Please give back, word for word, each line from the start of the entries through the one in which "#[derive(Clone)]" is found.

━━━━━━━━━━━━━━━━━━━━━━━━━━━━━━

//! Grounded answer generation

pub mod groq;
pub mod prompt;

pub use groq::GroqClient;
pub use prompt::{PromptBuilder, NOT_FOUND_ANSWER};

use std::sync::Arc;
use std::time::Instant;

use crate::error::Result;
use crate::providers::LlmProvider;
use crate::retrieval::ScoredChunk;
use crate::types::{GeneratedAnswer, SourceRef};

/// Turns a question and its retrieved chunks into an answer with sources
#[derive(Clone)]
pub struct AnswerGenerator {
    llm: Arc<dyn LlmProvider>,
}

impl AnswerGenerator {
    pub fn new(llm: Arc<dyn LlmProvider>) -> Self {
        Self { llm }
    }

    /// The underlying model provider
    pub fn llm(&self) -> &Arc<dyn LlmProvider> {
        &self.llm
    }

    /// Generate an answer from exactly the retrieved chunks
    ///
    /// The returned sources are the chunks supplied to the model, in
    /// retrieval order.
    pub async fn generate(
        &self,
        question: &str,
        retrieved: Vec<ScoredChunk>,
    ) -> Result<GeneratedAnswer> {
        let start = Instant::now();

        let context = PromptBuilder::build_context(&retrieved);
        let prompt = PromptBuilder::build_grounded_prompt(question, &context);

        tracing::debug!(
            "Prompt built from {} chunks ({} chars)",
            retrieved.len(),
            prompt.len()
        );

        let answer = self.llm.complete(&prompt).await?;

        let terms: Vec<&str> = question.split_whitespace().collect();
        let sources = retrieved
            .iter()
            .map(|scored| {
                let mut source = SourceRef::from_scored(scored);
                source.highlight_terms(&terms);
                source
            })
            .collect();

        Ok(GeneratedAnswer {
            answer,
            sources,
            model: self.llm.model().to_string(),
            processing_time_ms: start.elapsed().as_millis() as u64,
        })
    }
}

━━━━━━━━━━━━━━━━━━━━━━━━━━━━━━

◆ Result
//! Grounded answer generation

pub mod groq;
pub mod prompt;

pub use groq::GroqClient;
pub use prompt::{PromptBuilder, NOT_FOUND_ANSWER};

use std::sync::Arc;
use std::time::Instant;

use crate::error::Result;
use crate::providers::LlmProvider;
use crate::retrieval::ScoredChunk;
use crate::types::{GeneratedAnswer, SourceRef};

/// Turns a question and its retrieved chunks into an answer with sources
#[derive(Clone)]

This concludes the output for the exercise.